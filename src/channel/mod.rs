//! Durable, document-addressed message channel.
//!
//! The supervisor and its worker open the same channel independently. The
//! document ID is the only rendezvous key: both sides derive the transport
//! location from it with the same function and never negotiate further.
//! A channel outlives either process, which is what lets a restarted
//! supervisor find and reattach to a worker it spawned earlier.

pub mod file;
pub mod message;

use std::fmt::{Display, Formatter};

use crate::{BoxFuture, Result};

pub use file::{channel_dir, FileChannel, FileChannelFactory};
pub use message::{Envelope, Message, SCHEMA_VERSION};

/// Which end of the channel a process holds.
#[derive(Debug, Clone, Copy, PartialEq, Eq, Hash)]
pub enum Role {
    /// The supervisor side.
    Master,
    /// The worker side.
    Worker,
}

impl Display for Role {
    fn fmt(&self, f: &mut Formatter<'_>) -> std::fmt::Result {
        match self {
            Self::Master => write!(f, "master"),
            Self::Worker => write!(f, "worker"),
        }
    }
}

/// One end of an open channel.
pub trait Channel: Send {
    /// Deliver a message to the peer.
    ///
    /// Never suspends. Once it returns `Ok` the message outlives both
    /// processes, so it may be posted before the peer is even started.
    ///
    /// # Errors
    ///
    /// Returns `AppError::Ipc` if the channel is closed or the write fails.
    fn send(&mut self, message: &Message) -> Result<()>;

    /// Wait for the next message from the peer.
    ///
    /// Cancel safe: dropping the returned future never loses a message.
    ///
    /// # Errors
    ///
    /// Returns `AppError::Ipc` once the channel or its peer is closed, and
    /// `AppError::Codec` for an undecodable message.
    fn receive(&mut self) -> BoxFuture<'_, Result<Message>>;

    /// Close this end. Idempotent, and safe to race with the peer's close.
    ///
    /// # Errors
    ///
    /// Returns `AppError::Ipc` if the transport cannot be torn down.
    fn close(&mut self) -> Result<()>;
}

/// A freshly opened channel.
pub struct Opened {
    /// The open channel.
    pub channel: Box<dyn Channel>,
    /// Whether the channel already existed before this open.
    pub existed: bool,
}

impl std::fmt::Debug for Opened {
    fn fmt(&self, f: &mut Formatter<'_>) -> std::fmt::Result {
        f.debug_struct("Opened")
            .field("existed", &self.existed)
            .finish_non_exhaustive()
    }
}

/// Opens channels by document ID.
pub trait ChannelFactory: Send + Sync {
    /// Open the channel for `document_id` in `role`.
    ///
    /// Only the master creates a missing channel; a worker open never
    /// leaves anything behind.
    ///
    /// # Errors
    ///
    /// Returns `AppError::Ipc` if the channel cannot be created, or if a
    /// worker opens a channel no master prepared.
    fn open(&self, role: Role, document_id: &str) -> Result<Opened>;
}
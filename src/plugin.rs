//! Plugin execution.
//!
//! A [`PluginRunner`] turns one [`PluginState`] into a [`PluginResult`]. The
//! worker process and the in-process fallback share the same runner, so a
//! document produces the same results whichever path executes it.
//!
//! [`ShellRunner`] understands these parameters:
//!
//! ```json
//! { "commands": ["echo hello", "uname -a"], "timeout_seconds": 60 }
//! ```
//!
//! The commands run as one `sh -c` script. Exit code 0 maps to `Success`,
//! anything else to `Failed`, and exceeding the timeout to `TimedOut`.

use std::process::Stdio;
use std::time::Duration;

use chrono::{DateTime, Utc};
use serde::Deserialize;
use tokio::process::Command;
use tracing::{debug, warn};

use crate::models::{PluginResult, PluginState, ResultStatus};
use crate::BoxFuture;

/// Default plugin timeout (one hour).
pub const DEFAULT_TIMEOUT_SECONDS: u64 = 3600;

/// Captured output kept per plugin; the tail is dropped beyond this.
pub const MAX_OUTPUT_BYTES: usize = 64 * 1024;

/// Exit code reported when the process produced none.
const NO_EXIT_CODE: i32 = -1;

/// Executes a single plugin.
///
/// Dropping the returned future must abandon the plugin; callers rely on this
/// to honour cancellation.
pub trait PluginRunner: Send + Sync {
    /// Run `plugin` to completion.
    fn run<'a>(&'a self, plugin: &'a PluginState) -> BoxFuture<'a, PluginResult>;
}

/// Build a finished result for `plugin`.
#[must_use]
pub fn finished(
    plugin: &PluginState,
    status: ResultStatus,
    code: i32,
    output: impl Into<String>,
    started_at: DateTime<Utc>,
) -> PluginResult {
    PluginResult {
        plugin_id: plugin.id.clone(),
        plugin_name: plugin.name.clone(),
        status,
        code,
        output: output.into(),
        started_at,
        ended_at: Utc::now(),
    }
}

#[derive(Debug, Deserialize)]
#[serde(rename_all = "snake_case")]
struct ShellParameters {
    commands: Commands,
    #[serde(default = "default_timeout_seconds")]
    timeout_seconds: u64,
}

#[derive(Debug, Deserialize)]
#[serde(untagged)]
enum Commands {
    One(String),
    Many(Vec<String>),
}

impl Commands {
    fn script(self) -> String {
        match self {
            Self::One(command) => command,
            Self::Many(commands) => commands.join("\n"),
        }
    }
}

fn default_timeout_seconds() -> u64 {
    DEFAULT_TIMEOUT_SECONDS
}

/// Runs shell commands with `sh -c`.
#[derive(Debug, Clone)]
pub struct ShellRunner {
    shell: String,
}

impl Default for ShellRunner {
    fn default() -> Self {
        Self {
            shell: "sh".to_owned(),
        }
    }
}

impl ShellRunner {
    /// Runner using the system `sh`.
    #[must_use]
    pub fn new() -> Self {
        Self::default()
    }

    /// Runner using another POSIX-compatible shell.
    #[must_use]
    pub fn with_shell(shell: impl Into<String>) -> Self {
        Self {
            shell: shell.into(),
        }
    }

    async fn execute(&self, plugin: &PluginState) -> PluginResult {
        let started_at = Utc::now();

        let params = match ShellParameters::deserialize(&plugin.parameters) {
            Ok(params) => params,
            Err(err) => {
                warn!(plugin_id = %plugin.id, %err, "invalid plugin parameters");
                return finished(
                    plugin,
                    ResultStatus::Failed,
                    NO_EXIT_CODE,
                    format!("invalid parameters: {err}"),
                    started_at,
                );
            }
        };

        let timeout = Duration::from_secs(params.timeout_seconds);
        let script = params.commands.script();
        debug!(plugin_id = %plugin.id, timeout_secs = timeout.as_secs(), "running shell plugin");

        let child = Command::new(&self.shell)
            .arg("-c")
            .arg(&script)
            .stdin(Stdio::null())
            .stdout(Stdio::piped())
            .stderr(Stdio::piped())
            .kill_on_drop(true)
            .spawn();

        let child = match child {
            Ok(child) => child,
            Err(err) => {
                return finished(
                    plugin,
                    ResultStatus::Failed,
                    NO_EXIT_CODE,
                    format!("failed to start {}: {err}", self.shell),
                    started_at,
                );
            }
        };

        match tokio::time::timeout(timeout, child.wait_with_output()).await {
            Err(_) => finished(
                plugin,
                ResultStatus::TimedOut,
                NO_EXIT_CODE,
                format!("timed out after {}s", timeout.as_secs()),
                started_at,
            ),
            Ok(Err(err)) => finished(
                plugin,
                ResultStatus::Failed,
                NO_EXIT_CODE,
                format!("failed to collect output: {err}"),
                started_at,
            ),
            Ok(Ok(output)) => {
                let code = output.status.code().unwrap_or(NO_EXIT_CODE);
                let status = if output.status.success() {
                    ResultStatus::Success
                } else {
                    ResultStatus::Failed
                };
                let mut text = String::from_utf8_lossy(&output.stdout).into_owned();
                text.push_str(&String::from_utf8_lossy(&output.stderr));
                finished(plugin, status, code, truncate_output(text), started_at)
            }
        }
    }
}

impl PluginRunner for ShellRunner {
    fn run<'a>(&'a self, plugin: &'a PluginState) -> BoxFuture<'a, PluginResult> {
        Box::pin(self.execute(plugin))
    }
}

fn truncate_output(mut text: String) -> String {
    if text.len() <= MAX_OUTPUT_BYTES {
        return text;
    }
    let mut cut = MAX_OUTPUT_BYTES;
    while !text.is_char_boundary(cut) {
        cut -= 1;
    }
    text.truncate(cut);
    text
}
//! Cooperative cancellation signal for a document run.
//!
//! The flag is owned by whoever dispatched the document; executors only
//! poll it. Two requests are distinguished: *cancel* asks the worker to
//! stop the document, *shutdown* means the supervisor itself is going
//! away and should detach from the worker without stopping it.

use std::sync::atomic::{AtomicU8, Ordering};
use std::sync::Arc;

const STATE_NONE: u8 = 0;
const STATE_CANCELED: u8 = 1;
const STATE_SHUTDOWN: u8 = 2;

/// Shared, cloneable cancel/shutdown flag.
#[derive(Debug, Clone, Default)]
pub struct CancelFlag {
    state: Arc<AtomicU8>,
}

impl CancelFlag {
    /// Create a flag with no request set.
    #[must_use]
    pub fn new() -> Self {
        Self::default()
    }

    /// Ask the running document to stop.
    ///
    /// Ignored once a shutdown was requested.
    pub fn request_cancel(&self) {
        let _ = self.state.compare_exchange(
            STATE_NONE,
            STATE_CANCELED,
            Ordering::AcqRel,
            Ordering::Acquire,
        );
    }

    /// Signal that the supervisor is shutting down. Takes precedence over cancel.
    pub fn request_shutdown(&self) {
        self.state.store(STATE_SHUTDOWN, Ordering::Release);
    }

    /// Whether cancellation of the document was requested.
    #[must_use]
    pub fn is_cancel_requested(&self) -> bool {
        self.state.load(Ordering::Acquire) == STATE_CANCELED
    }

    /// Whether supervisor shutdown was requested.
    #[must_use]
    pub fn is_shutdown_requested(&self) -> bool {
        self.state.load(Ordering::Acquire) == STATE_SHUTDOWN
    }
}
•••
** AIM OF THE TASK **
What is needed is a word-for-word restatement of every line from the one with "document was requested." to the end of the entries above.

** SOLUTION TO THIS TASK **
    /// Whether cancellation of the document was requested.
    #[must_use]
    pub fn is_cancel_requested(&self) -> bool {
        self.state.load(Ordering::Acquire) == STATE_CANCELED
    }

    /// Whether supervisor shutdown was requested.
    #[must_use]
    pub fn is_shutdown_requested(&self) -> bool {
        self.state.load(Ordering::Acquire) == STATE_SHUTDOWN
    }
}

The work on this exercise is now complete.